It is unfortunate that domestic helpers often panic when they find out they are pregnant, due to the risk of losing their jobs ("Maids fear losing job when they get pregnant"; last Thursday).
One of the conditions for a work permit is not getting pregnant or delivering a child here, unless the worker is married to a Singaporean or permanent resident. Foreigners may sometimes be driven to having abortions as a result of this.
Statistics released by the Ministry of Health show that almost a quarter - or around 2,000 - of the 8,515 abortions last year were performed on foreigners ("Abortions last year lowest in 30 years"; May 5).
This is an increase from 2004, when the figure was 1,774 out of 12,070 abortions.
However, I was very encouraged by the story of Mr Luke Wong and his wife, who let their domestic helper, Ms Arik, stay on in their home to rest during her pregnancy ("Baby conceived during maid's home leave"; last Thursday).

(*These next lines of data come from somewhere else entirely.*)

//! Base transport selection by scheme.

use std::io::{self, Read, Write};
use std::time::Duration;

use tether_config::{ConnectionDescriptor, Endpoint, Scheme};

use super::{HttpTransport, SocketTransport, TlsSocketTransport, Transport};
use crate::error::{CertificateError, TransportError};

/// The transport a scheme maps to, before any decorating layers.
pub enum BaseTransport {
    /// `tcp`
    Tcp(SocketTransport),
    /// `tcps`
    TlsTcp(TlsSocketTransport),
    /// `http` and `https`
    Http(HttpTransport),
    /// `unix`
    Unix(SocketTransport),
    /// `unixs`
    TlsUnix(TlsSocketTransport),
}

impl BaseTransport {
    /// Selects and constructs the base transport for `descriptor`.
    ///
    /// # Errors
    ///
    /// Returns [`CertificateError`] when a TLS scheme's CA material cannot be
    /// loaded.
    pub fn for_descriptor(
        descriptor: &ConnectionDescriptor,
        timeout: Option<Duration>,
    ) -> Result<Self, CertificateError> {
        Ok(match descriptor.scheme() {
            Scheme::Tcp => Self::Tcp(SocketTransport::new(descriptor, timeout)),
            Scheme::Tcps => Self::TlsTcp(TlsSocketTransport::new(descriptor, timeout)?),
            Scheme::Http | Scheme::Https => Self::Http(HttpTransport::new(descriptor, timeout)),
            Scheme::Unix => Self::Unix(SocketTransport::new(descriptor, timeout)),
            Scheme::Unixs => Self::TlsUnix(TlsSocketTransport::new(descriptor, timeout)?),
        })
    }

    fn as_transport(&self) -> &dyn Transport {
        match self {
            Self::Tcp(transport) | Self::Unix(transport) => transport,
            Self::TlsTcp(transport) | Self::TlsUnix(transport) => transport,
            Self::Http(transport) => transport,
        }
    }

    fn as_transport_mut(&mut self) -> &mut dyn Transport {
        match self {
            Self::Tcp(transport) | Self::Unix(transport) => transport,
            Self::TlsTcp(transport) | Self::TlsUnix(transport) => transport,
            Self::Http(transport) => transport,
        }
    }
}

impl Transport for BaseTransport {
    fn open(&mut self) -> Result<(), TransportError> {
        self.as_transport_mut().open()
    }

    fn close(&mut self) -> Result<(), TransportError> {
        self.as_transport_mut().close()
    }

    fn is_open(&self) -> bool {
        self.as_transport().is_open()
    }

    fn endpoint(&self) -> &Endpoint {
        self.as_transport().endpoint()
    }

    fn describe(&self) -> String {
        self.as_transport().describe()
    }
}

impl Read for BaseTransport {
    fn read(&mut self, buf: &mut [u8]) -> io::Result<usize> {
        self.as_transport_mut().read(buf)
    }
}

impl Write for BaseTransport {
    fn write(&mut self, buf: &[u8]) -> io::Result<usize> {
        self.as_transport_mut().write(buf)
    }

    fn flush(&mut self) -> io::Result<()> {
        self.as_transport_mut().flush()
    }
}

Foreigners in our midst should not be regarded merely in terms of their economic or domestic contributions, but as human beings of equal worth and dignity. There is no need to place any woman in the difficult position of choosing between her job and motherhood.
We can build a compassionate society that enables all people to contribute effectively in their own unique ways.
Thus, I hope that more employers in Singapore can accord their domestic helpers the same level of trust and respect as that between the Wongs and Ms Arik.